Extract the first line through the line containing "let mut missing = Vec::new();" from the listing below, exactly as written.

:: Data for analysis

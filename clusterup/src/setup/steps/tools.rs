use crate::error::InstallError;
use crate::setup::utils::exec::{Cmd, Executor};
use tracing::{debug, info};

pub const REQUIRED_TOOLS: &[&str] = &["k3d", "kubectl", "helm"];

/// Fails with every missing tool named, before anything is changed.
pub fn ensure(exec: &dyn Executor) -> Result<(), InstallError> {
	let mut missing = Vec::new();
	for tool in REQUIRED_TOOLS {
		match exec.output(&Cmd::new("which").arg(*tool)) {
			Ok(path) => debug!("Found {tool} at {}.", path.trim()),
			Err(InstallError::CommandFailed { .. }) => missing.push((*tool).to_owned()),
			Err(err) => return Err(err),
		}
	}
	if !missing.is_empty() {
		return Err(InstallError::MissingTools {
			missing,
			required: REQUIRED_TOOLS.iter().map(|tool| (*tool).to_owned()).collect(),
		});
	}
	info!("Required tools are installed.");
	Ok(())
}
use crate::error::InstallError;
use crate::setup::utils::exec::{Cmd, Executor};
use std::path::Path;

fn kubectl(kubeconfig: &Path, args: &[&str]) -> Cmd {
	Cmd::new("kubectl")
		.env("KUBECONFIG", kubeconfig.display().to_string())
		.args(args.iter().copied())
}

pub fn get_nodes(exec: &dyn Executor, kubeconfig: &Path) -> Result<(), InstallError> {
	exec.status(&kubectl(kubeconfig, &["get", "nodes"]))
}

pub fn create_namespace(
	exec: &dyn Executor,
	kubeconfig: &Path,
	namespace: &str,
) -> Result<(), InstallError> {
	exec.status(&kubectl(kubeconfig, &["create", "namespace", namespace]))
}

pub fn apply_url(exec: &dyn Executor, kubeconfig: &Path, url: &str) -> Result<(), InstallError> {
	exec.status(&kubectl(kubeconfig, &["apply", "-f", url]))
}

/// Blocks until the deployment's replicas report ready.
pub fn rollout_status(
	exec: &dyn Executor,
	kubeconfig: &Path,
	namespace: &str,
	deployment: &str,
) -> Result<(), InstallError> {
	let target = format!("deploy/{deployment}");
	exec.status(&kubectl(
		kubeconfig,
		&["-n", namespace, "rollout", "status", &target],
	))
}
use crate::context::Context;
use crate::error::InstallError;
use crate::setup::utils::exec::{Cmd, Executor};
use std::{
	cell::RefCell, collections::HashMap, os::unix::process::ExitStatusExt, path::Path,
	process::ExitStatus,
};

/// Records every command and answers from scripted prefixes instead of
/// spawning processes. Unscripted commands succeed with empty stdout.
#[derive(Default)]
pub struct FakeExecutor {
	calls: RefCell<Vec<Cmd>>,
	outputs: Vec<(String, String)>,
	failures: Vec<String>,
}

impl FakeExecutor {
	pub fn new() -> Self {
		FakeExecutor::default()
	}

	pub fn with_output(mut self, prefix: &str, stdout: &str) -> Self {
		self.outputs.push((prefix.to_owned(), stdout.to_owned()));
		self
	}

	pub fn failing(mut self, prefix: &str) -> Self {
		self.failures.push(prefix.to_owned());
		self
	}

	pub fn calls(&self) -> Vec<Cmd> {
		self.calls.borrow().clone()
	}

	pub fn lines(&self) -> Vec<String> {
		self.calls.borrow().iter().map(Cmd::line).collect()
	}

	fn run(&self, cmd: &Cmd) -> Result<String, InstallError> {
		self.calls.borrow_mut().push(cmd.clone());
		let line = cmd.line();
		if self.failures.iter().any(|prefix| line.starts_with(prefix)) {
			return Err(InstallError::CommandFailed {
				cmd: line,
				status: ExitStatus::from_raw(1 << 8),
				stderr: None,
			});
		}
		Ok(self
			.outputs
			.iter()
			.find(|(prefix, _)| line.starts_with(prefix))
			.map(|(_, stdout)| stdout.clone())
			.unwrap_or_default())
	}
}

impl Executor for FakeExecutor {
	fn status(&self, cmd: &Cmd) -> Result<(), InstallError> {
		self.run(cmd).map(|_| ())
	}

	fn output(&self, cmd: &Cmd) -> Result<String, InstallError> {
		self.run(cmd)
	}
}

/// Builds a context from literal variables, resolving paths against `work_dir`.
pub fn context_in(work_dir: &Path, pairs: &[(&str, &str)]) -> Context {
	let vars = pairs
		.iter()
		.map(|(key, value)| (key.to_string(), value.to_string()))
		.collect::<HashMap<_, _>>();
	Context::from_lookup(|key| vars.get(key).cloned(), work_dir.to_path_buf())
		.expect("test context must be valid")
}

::::

* _Output_:
filename clusterup/src/setup/steps/tools.rs
use crate::error::InstallError;
use crate::setup::utils::exec::{Cmd, Executor};
use tracing::{debug, info};

pub const REQUIRED_TOOLS: &[&str] = &["k3d", "kubectl", "helm"];

/// Fails with every missing tool named, before anything is changed.
pub fn ensure(exec: &dyn Executor) -> Result<(), InstallError> {
	let mut missing = Vec::new();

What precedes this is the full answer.